Fortunately, most musculoskeletal pain can be identified with a complete hands on physical exam. Once the tissue(s) are identified and tested then a conservative approach can commence. The patient should start noticing improvement within the first few treatments.
The following is a short incomplete list of problems that might be discovered in the exam. Rotator cuff dysfunction including strain, tendonitis (inflammation), tendinosis (adhesions), impingement (pain when lifting arm away from or behind body), bursitis (inflamed bursa sacs that are irritated from friction), and adhesive capsulitis (frozen shoulder). Other musculoskeletal problems of the shoulder might require more advanced diagnostic testing such as x-rays, MRI’s and CT scans and may capture tears, arthritis (several kinds), avascular necrosis, fractures, infections, and tumors.

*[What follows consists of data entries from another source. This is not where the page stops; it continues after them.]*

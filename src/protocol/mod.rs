//! The PoC document model: metadata, context declaration, the four phase
//! step lists, and the polymorphic step shape (action / check / loop).

use serde::{Deserialize, Serialize};
use serde_json::Value;

pub const SUPPORTED_DSL_VERSION: &str = "1.0";

#[derive(Debug, Clone, Deserialize, Serialize)]
pub struct Poc {
    pub metadata: Metadata,
    #[serde(default)]
    pub context: ContextDeclaration,
    #[serde(default)]
    pub setup: Vec<StepDef>,
    pub exploit_scenario: ExploitScenario,
    #[serde(default)]
    pub assertions: Vec<StepDef>,
    #[serde(default)]
    pub verification: Vec<StepDef>,
}

#[derive(Debug, Clone, Deserialize, Serialize)]
pub struct Metadata {
    pub id: String,
    pub title: String,
    pub dsl_version: String,
    #[serde(default)]
    pub severity: Option<String>,
    #[serde(default)]
    pub tags: Vec<String>,
    #[serde(default)]
    pub cwe: Option<String>,
    #[serde(default)]
    pub target_app: Option<String>,
}

#[derive(Debug, Clone, Default, Deserialize, Serialize)]
pub struct ContextDeclaration {
    #[serde(default)]
    pub users: Vec<UserDecl>,
    #[serde(default)]
    pub resources: Vec<ResourceDecl>,
    #[serde(default)]
    pub environment: Vec<EnvironmentDecl>,
    #[serde(default)]
    pub files: Vec<FileDecl>,
    #[serde(default)]
    pub variables: Vec<VariableDecl>,
}

#[derive(Debug, Clone, Deserialize, Serialize)]
pub struct UserDecl {
    pub id: String,
    #[serde(default)]
    pub description: Option<String>,
    #[serde(default)]
    pub credentials_ref: Option<String>,
    #[serde(default)]
    pub credentials: Option<Value>,
}

#[derive(Debug, Clone, Deserialize, Serialize)]
pub struct ResourceDecl {
    pub id: String,
    #[serde(rename = "type")]
    pub resource_type: String,
    pub identifier: Value,
    #[serde(default)]
    pub description: Option<String>,
}

#[derive(Debug, Clone, Deserialize, Serialize)]
pub struct EnvironmentDecl {
    pub id: String,
    pub value: Value,
}

#[derive(Debug, Clone, Deserialize, Serialize)]
pub struct FileDecl {
    pub id: String,
    pub local_path: String,
    #[serde(default)]
    pub description: Option<String>,
}

#[derive(Debug, Clone, Deserialize, Serialize)]
pub struct VariableDecl {
    pub id: String,
    #[serde(default)]
    pub value: Option<Value>,
}

#[derive(Debug, Clone, Deserialize, Serialize)]
pub struct ExploitScenario {
    #[serde(default)]
    pub name: Option<String>,
    #[serde(default)]
    pub setup: Vec<StepDef>,
    pub steps: Vec<StepDef>,
    #[serde(default)]
    pub teardown: Vec<StepDef>,
}

/// A step is exactly one of `action`, `check`, or `loop`; `dsl` is the
/// always-required human-readable description. Each of the three kinds
/// gets its own typed struct rather than one denormalized field bag; the
/// `type`-specific parameters inside each stay as a flattened JSON value,
/// parsed by the handler that claims that `type`.
#[derive(Debug, Clone, Deserialize, Serialize)]
pub struct StepDef {
    pub dsl: String,
    #[serde(rename = "if", default, skip_serializing_if = "Option::is_none")]
    pub condition: Option<String>,
    #[serde(default)]
    pub manual: bool,
    #[serde(default, skip_serializing_if = "Option::is_none")]
    pub step: Option<String>,
    #[serde(default, skip_serializing_if = "Option::is_none")]
    pub action: Option<ActionDef>,
    #[serde(default, skip_serializing_if = "Option::is_none")]
    pub check: Option<CheckDef>,
    #[serde(rename = "loop", default, skip_serializing_if = "Option::is_none")]
    pub loop_: Option<LoopDef>,
}

impl StepDef {
    /// Number of kinds present; validation rejects anything but 1.
    pub fn kind_count(&self) -> usize {
        [self.action.is_some(), self.check.is_some(), self.loop_.is_some()]
            .into_iter()
            .filter(|b| *b)
            .count()
    }
}

#[derive(Debug, Clone, Deserialize, Serialize)]
pub struct ActionDef {
    #[serde(rename = "type")]
    pub action_type: String,
    #[serde(flatten)]
    pub params: Value,
}

#[derive(Debug, Clone, Deserialize, Serialize)]
pub struct CheckDef {
    #[serde(rename = "type")]
    pub check_type: String,
    #[serde(flatten)]
    pub params: Value,
}

#[derive(Debug, Clone, Deserialize, Serialize)]
pub struct LoopDef {
    pub over: String,
    pub variable_name: String,
    pub steps: Vec<StepDef>,
}

#[derive(Debug, Clone, Deserialize, Serialize)]
pub struct ResponseAction {
    #[serde(rename = "type")]
    pub extractor_type: String,
    pub target_variable: String,
    #[serde(default, skip_serializing_if = "Option::is_none")]
    pub source: Option<String>,
    #[serde(flatten)]
    pub params: Value,
}

// ---------------------------------------------------------------------
// Run results
// ---------------------------------------------------------------------

#[derive(Debug, Clone, Serialize)]
pub struct StepRunResult {
    pub dsl: String,
    pub success: bool,
    pub duration_ms: u64,
    #[serde(skip_serializing_if = "Option::is_none")]
    pub output: Option<Value>,
    #[serde(skip_serializing_if = "Option::is_none")]
    pub error: Option<String>,
    pub skipped: bool,
}

impl StepRunResult {
    pub fn passed(dsl: impl Into<String>, duration_ms: u64, output: Option<Value>) -> Self {
        Self {
            dsl: dsl.into(),
            success: true,
            duration_ms,
            output,
            error: None,
            skipped: false,
        }
    }

    pub fn failed(dsl: impl Into<String>, duration_ms: u64, error: impl Into<String>) -> Self {
        Self {
            dsl: dsl.into(),
            success: false,
            duration_ms,
            output: None,
            error: Some(error.into()),
            skipped: false,
        }
    }

    pub fn skipped(dsl: impl Into<String>) -> Self {
        Self {
            dsl: dsl.into(),
            success: true,
            duration_ms: 0,
            output: None,
            error: None,
            skipped: true,
        }
    }
}

#[derive(Debug, Clone, Serialize)]
pub struct PhaseResult {
    pub name: String,
    pub success: bool,
    pub duration_ms: u64,
    pub step_results: Vec<StepRunResult>,
}

#[derive(Debug, Clone, Serialize)]
pub struct RunReport {
    pub success: bool,
    pub poc_id: String,
    pub start: String,
    pub end: String,
    pub duration_ms: u64,
    pub phase_results: Vec<PhaseResult>,
    #[serde(skip_serializing_if = "Option::is_none")]
    pub error: Option<String>,
}

#[cfg(test)]
mod tests {
    use super::*;

    #[test]
    fn step_def_counts_exactly_one_kind() {
        let step: StepDef = serde_json::from_value(serde_json::json!({
            "dsl": "wait a bit",
            "action": {"type": "wait", "timeout": "1s"}
        }))
        .unwrap();
        assert_eq!(step.kind_count(), 1);
    }

    #[test]
    fn step_def_rejects_zero_and_multiple_kinds_at_validation_time() {
        let step: StepDef = serde_json::from_value(serde_json::json!({"dsl": "no-op"})).unwrap();
        assert_eq!(step.kind_count(), 0);
    }

    #[test]
    fn action_params_are_flattened_into_a_json_object() {
        let action: ActionDef = serde_json::from_value(serde_json::json!({
            "type": "http_request",
            "request": {"method": "GET", "url": "http://h"}
        }))
        .unwrap();
        assert_eq!(action.action_type, "http_request");
        assert!(action.params.get("request").is_some());
    }
}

Rotator cuff muscles of the shoulder (they are the core muscles in the shoulder and responsible for stabilizing and moving the joint is several planes of motion).
There are non musculoskeletal problems that may contribute to shoulder pain as well and should be ruled out prior to treatment. Conditions such as gallbladder disease which classically refers to the right scapulothoracic region and of course heart attacks have been known to refer pain to the left shoulder as well the mid back region. Lung conditions such as a blood clot (pulmonary embolism), infection, and tumors may also refer to the shoulder region. Other internal organs may refer pain to the shoulder including pancreatitis, an ovarian cyst, and an ectopic pregnancy to name a few. Thankfully, non musculoskeletal shoulder pain is the exception and not the rule. In my office, I collaborate with other specialists if we are suspicious of chronic shoulder pain that does not respond to conservative care and may be from non-musculoskeletal sources.

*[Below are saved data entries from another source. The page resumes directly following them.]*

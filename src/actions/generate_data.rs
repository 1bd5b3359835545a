//! The `generate_data` action: produces a synthetic value (random string,
//! number, UUID, email, IP, date, array, or object) and binds it to a
//! variable, without touching the target.

use super::{required_str, ActionError};
use crate::context::Context;
use crate::registries::ActionHandler;
use async_trait::async_trait;
use chrono::{DateTime, Utc};
use rand::Rng;
use regex::Regex;
use serde_json::{Map, Value};
use uuid::Uuid;

pub struct GenerateDataAction;

#[async_trait]
impl ActionHandler for GenerateDataAction {
    fn action_type(&self) -> &'static str {
        "generate_data"
    }

    async fn execute(&self, ctx: &mut Context, params: &Value) -> Result<Value, ActionError> {
        let target_variable = required_str(params, "target_variable")?;
        let parameters = params
            .get("parameters")
            .ok_or(ActionError::MissingParam("parameters"))?;

        let value = generate_value(ctx, parameters)?;
        ctx.set_variable(target_variable, value.clone())?;
        Ok(value)
    }
}

fn generate_value(ctx: &Context, parameters: &Value) -> Result<Value, ActionError> {
    let data_type = parameters
        .get("type")
        .and_then(Value::as_str)
        .ok_or(ActionError::MissingParam("parameters.type"))?;

    match data_type {
        "string" => generate_string(ctx, parameters),
        "number" | "integer" => generate_number(parameters),
        "boolean" | "bool" => generate_boolean(parameters),
        "uuid" => Ok(Value::String(Uuid::new_v4().to_string())),
        "email" => generate_email(parameters),
        "ip" => generate_ip(parameters),
        "date" => generate_date(parameters),
        "array" => generate_array(ctx, parameters),
        "object" => generate_object(ctx, parameters),
        other => Err(ActionError::InvalidParam(
            "parameters.type",
            format!("unsupported generator type '{other}'"),
        )),
    }
}

fn generate_string(ctx: &Context, parameters: &Value) -> Result<Value, ActionError> {
    if let Some(literal) = parameters.get("value").and_then(Value::as_str) {
        return Ok(Value::String(ctx.substitute(literal)?));
    }
    if let Some(pattern) = parameters.get("pattern").and_then(Value::as_str) {
        return Ok(Value::String(expand_pattern(pattern)));
    }
    let length = parameters.get("length").and_then(Value::as_u64).unwrap_or(16) as usize;
    let charset = parameters
        .get("charset")
        .and_then(Value::as_str)
        .unwrap_or("abcdefghijklmnopqrstuvwxyzABCDEFGHIJKLMNOPQRSTUVWXYZ0123456789");
    Ok(Value::String(random_from_charset(charset, length)))
}

fn char_class(name: &str) -> Option<&'static str> {
    Some(match name {
        "alpha" => "abcdefghijklmnopqrstuvwxyzABCDEFGHIJKLMNOPQRSTUVWXYZ",
        "lower" => "abcdefghijklmnopqrstuvwxyz",
        "upper" => "ABCDEFGHIJKLMNOPQRSTUVWXYZ",
        "digit" => "0123456789",
        "alnum" => "abcdefghijklmnopqrstuvwxyzABCDEFGHIJKLMNOPQRSTUVWXYZ0123456789",
        "hex" => "0123456789abcdef",
        "symbol" => "!@#$%^&*()-_=+[]{};:,.<>?/",
        "whitespace" => " \t",
        _ => return None,
    })
}

/// Expands `{class}` / `{class*N}` placeholders and `[m-n]` numeric ranges
/// within a pattern string.
fn expand_pattern(pattern: &str) -> String {
    let class_re = Regex::new(r"\{(\w+)(?:\*(\d+))?\}").expect("static pattern compiles");
    let range_re = Regex::new(r"\[(-?\d+)-(-?\d+)\]").expect("static pattern compiles");
    let mut rng = rand::thread_rng();

    let after_classes = class_re.replace_all(pattern, |caps: &regex::Captures| {
        let class_name = &caps[1];
        let count: usize = caps.get(2).and_then(|m| m.as_str().parse().ok()).unwrap_or(1);
        match char_class(class_name) {
            Some(charset) => random_from_charset(charset, count),
            None => caps[0].to_string(),
        }
    });

    range_re
        .replace_all(&after_classes, |caps: &regex::Captures| {
            let min: i64 = caps[1].parse().unwrap_or(0);
            let max: i64 = caps[2].parse().unwrap_or(min);
            if max < min {
                return caps[0].to_string();
            }
            rng.gen_range(min..=max).to_string()
        })
        .into_owned()
}

fn random_from_charset(charset: &str, count: usize) -> String {
    let chars: Vec<char> = charset.chars().collect();
    if chars.is_empty() {
        return String::new();
    }
    let mut rng = rand::thread_rng();
    (0..count).map(|_| chars[rng.gen_range(0..chars.len())]).collect()
}

fn generate_number(parameters: &Value) -> Result<Value, ActionError> {
    let min = parameters.get("min").and_then(Value::as_i64).unwrap_or(0);
    let max = parameters.get("max").and_then(Value::as_i64).unwrap_or(i32::MAX as i64);
    if max < min {
        return Err(ActionError::InvalidParam(
            "parameters.max",
            format!("max ({max}) < min ({min})"),
        ));
    }
    Ok(Value::from(rand::thread_rng().gen_range(min..=max)))
}

fn generate_boolean(parameters: &Value) -> Result<Value, ActionError> {
    if let Some(fixed) = parameters.get("value").and_then(Value::as_bool) {
        return Ok(Value::Bool(fixed));
    }
    Ok(Value::Bool(rand::thread_rng().gen_bool(0.5)))
}

fn generate_email(parameters: &Value) -> Result<Value, ActionError> {
    let domain = parameters.get("domain").and_then(Value::as_str).unwrap_or("example.com");
    let username = random_from_charset("abcdefghijklmnopqrstuvwxyz0123456789", 10);
    Ok(Value::String(format!("{username}@{domain}")))
}

fn generate_ip(parameters: &Value) -> Result<Value, ActionError> {
    let mut rng = rand::thread_rng();
    let ipv6 = parameters.get("ipv6").and_then(Value::as_bool).unwrap_or(false);
    if ipv6 {
        let groups: Vec<String> = (0..8).map(|_| format!("{:x}", rng.gen_range(0..0xffffu32))).collect();
        Ok(Value::String(groups.join(":")))
    } else {
        let octets: Vec<String> = (0..4).map(|_| rng.gen_range(0..=255u8).to_string()).collect();
        Ok(Value::String(octets.join(".")))
    }
}

fn generate_date(parameters: &Value) -> Result<Value, ActionError> {
    let min = parse_date_bound(parameters.get("min"))?
        .unwrap_or_else(|| DateTime::<Utc>::from_timestamp(0, 0).expect("epoch is always valid"));
    let max = parse_date_bound(parameters.get("max"))?.unwrap_or_else(Utc::now);
    if max < min {
        return Err(ActionError::InvalidParam("parameters.max", "max date precedes min date".into()));
    }
    let span = (max.timestamp() - min.timestamp()).max(0);
    let offset = if span == 0 { 0 } else { rand::thread_rng().gen_range(0..=span) };
    let when = min + chrono::Duration::seconds(offset);

    let format = parameters.get("format").and_then(Value::as_str).unwrap_or("rfc3339");
    Ok(Value::String(match format {
        "rfc3339" | "iso8601" => when.to_rfc3339(),
        "date" => when.format("%Y-%m-%d").to_string(),
        custom => when.format(custom).to_string(),
    }))
}

fn parse_date_bound(value: Option<&Value>) -> Result<Option<DateTime<Utc>>, ActionError> {
    let Some(value) = value.and_then(Value::as_str) else {
        return Ok(None);
    };
    DateTime::parse_from_rfc3339(value)
        .map(|dt| Some(dt.with_timezone(&Utc)))
        .map_err(|e| ActionError::InvalidParam("parameters.min/max", format!("'{value}': {e}")))
}

fn generate_array(ctx: &Context, parameters: &Value) -> Result<Value, ActionError> {
    let size = parameters.get("size").and_then(Value::as_u64).unwrap_or(1);
    let item_type = parameters
        .get("item_type")
        .and_then(Value::as_str)
        .ok_or(ActionError::MissingParam("parameters.item_type"))?;
    let mut item_params = parameters.get("item_params").cloned().unwrap_or_else(|| Value::Object(Map::new()));
    if let Some(map) = item_params.as_object_mut() {
        map.insert("type".to_string(), Value::String(item_type.to_string()));
    }

    let mut items = Vec::with_capacity(size as usize);
    for _ in 0..size {
        items.push(generate_value(ctx, &item_params)?);
    }
    Ok(Value::Array(items))
}

fn generate_object(ctx: &Context, parameters: &Value) -> Result<Value, ActionError> {
    let properties = parameters
        .get("properties")
        .and_then(Value::as_object)
        .ok_or(ActionError::MissingParam("parameters.properties"))?;

    let mut out = Map::new();
    for (name, schema) in properties {
        out.insert(name.clone(), generate_value(ctx, schema)?);
    }
    Ok(Value::Object(out))
}

#[cfg(test)]
mod tests {
    use super::*;
    use serde_json::json;

    #[tokio::test]
    async fn uuid_type_binds_a_fresh_uuid() {
        let mut ctx = Context::new();
        GenerateDataAction
            .execute(
                &mut ctx,
                &json!({"target_variable": "id", "parameters": {"type": "uuid"}}),
            )
            .await
            .unwrap();
        let stored = ctx.resolve("variables.id.value").unwrap();
        assert!(Uuid::parse_str(stored.as_str().unwrap()).is_ok());
    }

    #[tokio::test]
    async fn number_type_respects_bounds() {
        let mut ctx = Context::new();
        let result = GenerateDataAction
            .execute(
                &mut ctx,
                &json!({"target_variable": "n", "parameters": {"type": "number", "min": 5, "max": 5}}),
            )
            .await
            .unwrap();
        assert_eq!(result, json!(5));
    }

    #[tokio::test]
    async fn email_type_uses_the_declared_domain() {
        let mut ctx = Context::new();
        let result = GenerateDataAction
            .execute(
                &mut ctx,
                &json!({"target_variable": "e", "parameters": {"type": "email", "domain": "test.local"}}),
            )
            .await
            .unwrap();
        assert!(result.as_str().unwrap().ends_with("@test.local"));
    }

    #[test]
    fn pattern_expands_classes_and_ranges() {
        let expanded = expand_pattern("user-{digit*4}-[10-10]");
        assert!(expanded.starts_with("user-"));
        assert!(expanded.ends_with("-10"));
    }

    #[tokio::test]
    async fn array_type_generates_the_requested_size() {
        let mut ctx = Context::new();
        let result = GenerateDataAction
            .execute(
                &mut ctx,
                &json!({
                    "target_variable": "arr",
                    "parameters": {"type": "array", "size": 3, "item_type": "number", "item_params": {"min": 1, "max": 1}},
                }),
            )
            .await
            .unwrap();
        assert_eq!(result, json!([1, 1, 1]));
    }
}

Fortunately, most shoulder problems are mechanical in nature and are the result of either muscle tightness, adhesions, and joint restrictions in the neck and upper back. Repetitive stress from poor posture and ergonomics will contribute to shoulder pain slowly and insidiously over time. This is why many patients will say that it just came “out of nowhere” usually upon awakening from a night's sleep. It is not the fact that they “slept wrong” but rather the poor mechanics they use while they sit, stand, and sleep over a period of time. This will ultimately cause an imbalance in the neck, upper back and shoulder region. It is often accompanied by a shoulder impingement. Shoulder impingement is a reduction in the gap between the ball and socket where one of the rotator cuff muscles slides through. The rotator cuff muscle becomes impinged especially when raising the arm horizontally or attempting to put a coat sleeve on.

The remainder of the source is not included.